*** Available data Section Begins ***

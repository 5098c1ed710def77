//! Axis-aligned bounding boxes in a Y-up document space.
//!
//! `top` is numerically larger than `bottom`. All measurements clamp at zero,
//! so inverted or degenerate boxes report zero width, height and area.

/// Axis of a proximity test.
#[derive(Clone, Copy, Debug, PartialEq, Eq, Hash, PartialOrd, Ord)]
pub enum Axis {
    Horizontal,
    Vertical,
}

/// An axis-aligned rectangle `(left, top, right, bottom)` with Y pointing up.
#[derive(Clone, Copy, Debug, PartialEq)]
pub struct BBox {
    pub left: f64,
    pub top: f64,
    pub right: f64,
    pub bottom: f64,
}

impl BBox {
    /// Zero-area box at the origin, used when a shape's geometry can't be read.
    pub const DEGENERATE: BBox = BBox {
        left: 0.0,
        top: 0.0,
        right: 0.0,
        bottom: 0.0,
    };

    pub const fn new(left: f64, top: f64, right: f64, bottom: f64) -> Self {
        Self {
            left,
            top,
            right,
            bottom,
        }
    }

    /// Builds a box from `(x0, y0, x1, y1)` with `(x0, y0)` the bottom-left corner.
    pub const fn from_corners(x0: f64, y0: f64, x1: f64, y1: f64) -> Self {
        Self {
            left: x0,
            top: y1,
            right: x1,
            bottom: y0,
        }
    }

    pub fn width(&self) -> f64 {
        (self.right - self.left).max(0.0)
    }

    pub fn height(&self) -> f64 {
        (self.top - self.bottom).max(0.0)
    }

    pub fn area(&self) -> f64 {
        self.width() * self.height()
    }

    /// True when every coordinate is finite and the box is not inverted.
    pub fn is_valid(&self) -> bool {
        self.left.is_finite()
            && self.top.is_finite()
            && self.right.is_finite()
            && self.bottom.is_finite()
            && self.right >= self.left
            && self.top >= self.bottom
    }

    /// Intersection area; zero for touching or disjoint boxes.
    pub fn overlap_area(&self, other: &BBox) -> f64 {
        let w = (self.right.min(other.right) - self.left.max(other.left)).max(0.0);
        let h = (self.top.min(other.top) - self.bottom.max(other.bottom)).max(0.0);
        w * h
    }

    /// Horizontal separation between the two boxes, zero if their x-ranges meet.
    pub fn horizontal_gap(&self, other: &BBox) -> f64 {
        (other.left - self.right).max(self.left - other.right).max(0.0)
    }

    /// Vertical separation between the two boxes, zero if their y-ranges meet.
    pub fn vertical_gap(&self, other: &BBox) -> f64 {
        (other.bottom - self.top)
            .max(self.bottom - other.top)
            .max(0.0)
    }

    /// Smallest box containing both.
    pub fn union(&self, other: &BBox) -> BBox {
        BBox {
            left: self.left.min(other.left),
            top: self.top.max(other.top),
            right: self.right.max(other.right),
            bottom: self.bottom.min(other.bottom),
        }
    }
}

*** Available data Section Ends ***

**About this task:** Once more, write out the records in full, exactly as they appear.

**Worked solution:**
repository 5098c1ed710def77
//! Axis-aligned bounding boxes in a Y-up document space.
//!
//! `top` is numerically larger than `bottom`. All measurements clamp at zero,
//! so inverted or degenerate boxes report zero width, height and area.

/// Axis of a proximity test.
#[derive(Clone, Copy, Debug, PartialEq, Eq, Hash, PartialOrd, Ord)]
pub enum Axis {
    Horizontal,
    Vertical,
}

/// An axis-aligned rectangle `(left, top, right, bottom)` with Y pointing up.
#[derive(Clone, Copy, Debug, PartialEq)]
pub struct BBox {
    pub left: f64,
    pub top: f64,
    pub right: f64,
    pub bottom: f64,
}

impl BBox {
    /// Zero-area box at the origin, used when a shape's geometry can't be read.
    pub const DEGENERATE: BBox = BBox {
        left: 0.0,
        top: 0.0,
        right: 0.0,
        bottom: 0.0,
    };

    pub const fn new(left: f64, top: f64, right: f64, bottom: f64) -> Self {
        Self {
            left,
            top,
            right,
            bottom,
        }
    }

    /// Builds a box from `(x0, y0, x1, y1)` with `(x0, y0)` the bottom-left corner.
    pub const fn from_corners(x0: f64, y0: f64, x1: f64, y1: f64) -> Self {
        Self {
            left: x0,
            top: y1,
            right: x1,
            bottom: y0,
        }
    }

    pub fn width(&self) -> f64 {
        (self.right - self.left).max(0.0)
    }

    pub fn height(&self) -> f64 {
        (self.top - self.bottom).max(0.0)
    }

    pub fn area(&self) -> f64 {
        self.width() * self.height()
    }

    /// True when every coordinate is finite and the box is not inverted.
    pub fn is_valid(&self) -> bool {
        self.left.is_finite()
            && self.top.is_finite()
            && self.right.is_finite()
            && self.bottom.is_finite()
            && self.right >= self.left
            && self.top >= self.bottom
    }

    /// Intersection area; zero for touching or disjoint boxes.
    pub fn overlap_area(&self, other: &BBox) -> f64 {
        let w = (self.right.min(other.right) - self.left.max(other.left)).max(0.0);
        let h = (self.top.min(other.top) - self.bottom.max(other.bottom)).max(0.0);
        w * h
    }

    /// Horizontal separation between the two boxes, zero if their x-ranges meet.
    pub fn horizontal_gap(&self, other: &BBox) -> f64 {
        (other.left - self.right).max(self.left - other.right).max(0.0)
    }

    /// Vertical separation between the two boxes, zero if their y-ranges meet.
    pub fn vertical_gap(&self, other: &BBox) -> f64 {
        (other.bottom - self.top)
            .max(self.bottom - other.top)
            .max(0.0)
    }

    /// Smallest box containing both.
    pub fn union(&self, other: &BBox) -> BBox {
        BBox {
            left: self.left.min(other.left),
            top: self.top.max(other.top),
            right: self.right.max(other.right),
            bottom: self.bottom.min(other.bottom),
        }
    }
}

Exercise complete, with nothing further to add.